Tiyatronun yanında resimde çizen Saada İsmail Ali, soyut resim çalışması yaptığını ama profesyonel olmadığını söyleyerek, “Her zaman duygularımı resmetme eğilimindeyim. Çizimlerimle de amaçladığım insanlara soru sormak ve kendileri hakkında düşünmeye itmektir. Resim estetik duygusunu geliştiriyor. Tiyatro konusunda ise hem okulda hem de mezun olduktan sonra birçok oyunda yer aldım. Oyunculuğumu geliştirmeye çalışıyorum. ‘Ebu Mecid’ ve ‘El-Hansa’ adlı oyunlarda başrol oynadım. ‘El-Hansa'nın Dönüşü’ adlı oyunda günümüz şairi rolünü canlandırdım” diye belitti.

‘Sanatla mesaj vermeyi seviyorum’

Ulusal Tiyatro Topluluğu'nun Filistin halkıyla dayanışma amacıyla hazırladığı ve kitap fuarında sergilenen bir oyuna da katıldığını kaydeden Saada İsmail Ali, “Oyunda mağdurun annesi rolünü oynadım. Sanatla mesaj vermeyi, sorunlara ve çözümlerine dikkat çekmeyi seviyorum” diye vurguladı.

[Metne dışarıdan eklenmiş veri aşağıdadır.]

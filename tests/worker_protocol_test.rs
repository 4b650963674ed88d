//! Integration tests for the camera worker's command/response protocol.
//!
//! These drive a real worker thread through the raw channel endpoints, the
//! same way the controller facade does, and check the protocol contract:
//! one response per command, in submission order, with structured rejection
//! instead of crashes.

use rust_cam::config::{RecordingSettings, WorkerSettings};
use rust_cam::error::DeviceError;
use rust_cam::hardware::{CameraDevice, Frame, SimulatedCamera};
use rust_cam::protocol::{Command, Response, WorkerChannels};
use rust_cam::worker::CameraWorker;
use std::sync::Arc;
use std::thread::JoinHandle;
use std::time::{Duration, Instant};
use tempfile::TempDir;

const RESPONSE_DEADLINE: Duration = Duration::from_secs(2);

fn await_response(channels: &WorkerChannels) -> Response {
    let deadline = Instant::now() + RESPONSE_DEADLINE;
    loop {
        if let Ok(response) = channels.responses.pop() {
            return response;
        }
        let now = Instant::now();
        assert!(now < deadline, "no response within deadline");
        if channels.response_ready.wait_timeout(deadline - now) {
            channels.response_ready.clear();
        }
    }
}

fn submit(channels: &WorkerChannels, command: Command) -> Response {
    channels.send_command(command).expect("command queue full");
    await_response(channels)
}

fn start_worker(dir: &TempDir) -> (Arc<WorkerChannels>, JoinHandle<()>) {
    let channels = WorkerChannels::new(&WorkerSettings::default());
    let mut camera = SimulatedCamera::new();
    camera.set_exposure(1);
    let recording = RecordingSettings {
        output_dir: dir.path().to_path_buf(),
        ..RecordingSettings::default()
    };
    let handle = CameraWorker::spawn(Box::new(camera), Arc::clone(&channels), recording)
        .expect("failed to spawn worker");
    assert_eq!(await_response(&channels), Response::Ready);
    (channels, handle)
}

/// A device whose `open` always fails, for exercising the fault path.
struct DeadCamera;

impl CameraDevice for DeadCamera {
    fn open(&mut self) -> Result<(), DeviceError> {
        Err(DeviceError::Open("sensor unplugged".into()))
    }

    fn close(&mut self) {}

    fn capture_frame(&mut self) -> Option<Frame> {
        None
    }

    fn set_exposure(&mut self, _ms: u32) -> bool {
        false
    }

    fn exposure(&self) -> u32 {
        0
    }

    fn device_kind(&self) -> &'static str {
        "dead"
    }
}

#[test]
fn every_command_gets_exactly_one_response_in_order() {
    let dir = TempDir::new().expect("tempdir");
    let (channels, handle) = start_worker(&dir);

    let commands = vec![
        Command::SetExposure(25),
        Command::Snap,
        Command::QueryFps,
        Command::SetFps(30),
        Command::StopRecording,
        Command::SetExposure(9999),
        Command::QueryFps,
        Command::Snap,
    ];
    let count = commands.len();
    let mut responses = Vec::new();
    for command in commands {
        responses.push(submit(&channels, command));
    }

    assert_eq!(responses.len(), count);
    assert_eq!(responses[0], Response::ExposureAck(25));
    assert!(matches!(responses[1], Response::Frame(_)));
    assert_eq!(responses[2], Response::FpsValue(0));
    assert_eq!(responses[3], Response::FpsValue(30));
    assert_eq!(responses[4], Response::Stopped);
    assert_eq!(responses[5], Response::ExposureRejected);
    // The rejected exposure left the communicated fps untouched.
    assert_eq!(responses[6], Response::FpsValue(30));
    assert!(matches!(responses[7], Response::Frame(_)));

    assert_eq!(submit(&channels, Command::Stop), Response::Stopped);
    handle.join().expect("worker thread");
}

#[test]
fn burst_of_commands_is_answered_in_submission_order() {
    let dir = TempDir::new().expect("tempdir");
    let (channels, handle) = start_worker(&dir);

    // Queue three commands back to back, then collect all three responses.
    channels.send_command(Command::SetFps(12)).expect("push");
    channels.send_command(Command::QueryFps).expect("push");
    channels.send_command(Command::Snap).expect("push");

    assert_eq!(await_response(&channels), Response::FpsValue(12));
    assert_eq!(await_response(&channels), Response::FpsValue(12));
    assert!(matches!(await_response(&channels), Response::Frame(_)));

    assert_eq!(submit(&channels, Command::Stop), Response::Stopped);
    handle.join().expect("worker thread");
}

#[test]
fn fresh_simulated_worker_snaps_vga_within_one_second() {
    let dir = TempDir::new().expect("tempdir");
    let (channels, handle) = start_worker(&dir);

    let started = Instant::now();
    match submit(&channels, Command::Snap) {
        Response::Frame(frame) => {
            assert_eq!((frame.width, frame.height), (640, 480));
            assert_eq!(frame.channels, 1);
            assert_eq!(frame.pixels.len(), frame.expected_len());
            assert!(started.elapsed() < Duration::from_secs(1));
        }
        other => panic!("expected a frame, got {other:?}"),
    }

    assert_eq!(submit(&channels, Command::Stop), Response::Stopped);
    handle.join().expect("worker thread");
}

#[test]
fn out_of_range_exposure_never_changes_device_state() {
    let dir = TempDir::new().expect("tempdir");
    let (channels, handle) = start_worker(&dir);

    assert_eq!(
        submit(&channels, Command::SetExposure(100)),
        Response::ExposureAck(100)
    );
    assert_eq!(
        submit(&channels, Command::SetExposure(5000)),
        Response::ExposureRejected
    );
    assert_eq!(
        submit(&channels, Command::SetExposure(0)),
        Response::ExposureRejected
    );
    // The accepted value is still in effect.
    assert_eq!(
        submit(&channels, Command::SetExposure(100)),
        Response::ExposureAck(100)
    );

    assert_eq!(submit(&channels, Command::Stop), Response::Stopped);
    handle.join().expect("worker thread");
}

#[test]
fn failed_open_reports_not_ready_and_ends_the_worker() {
    let dir = TempDir::new().expect("tempdir");
    let channels = WorkerChannels::new(&WorkerSettings::default());
    let recording = RecordingSettings {
        output_dir: dir.path().to_path_buf(),
        ..RecordingSettings::default()
    };
    let handle = CameraWorker::spawn(Box::new(DeadCamera), Arc::clone(&channels), recording)
        .expect("failed to spawn worker");

    match await_response(&channels) {
        Response::NotReady(reason) => assert!(reason.contains("sensor unplugged")),
        other => panic!("expected NotReady, got {other:?}"),
    }
    handle.join().expect("worker thread exits after failed open");
}

#[test]
fn command_signal_without_commands_faults_after_second_offense() {
    let dir = TempDir::new().expect("tempdir");
    let (channels, handle) = start_worker(&dir);

    channels.command_ready.set();
    std::thread::sleep(Duration::from_millis(50));
    channels.command_ready.set();

    match await_response(&channels) {
        Response::Fault(message) => assert!(message.contains("empty")),
        other => panic!("expected Fault, got {other:?}"),
    }
    handle.join().expect("worker thread exits after fault");
}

Saada İsmail Ali'nin hikayesi, Cibuti'deki genç erkekler ve kadınlar için ilham verici bir örnek; sanatın nasıl bir değişim aracı olabileceğini ve toplumsal engelleri yıkabileceğini gösteriyor; kararlılığı ve cesaretiyle hayallerin nasıl gerçekleştirileceğine dair bir rol model sağlıyor.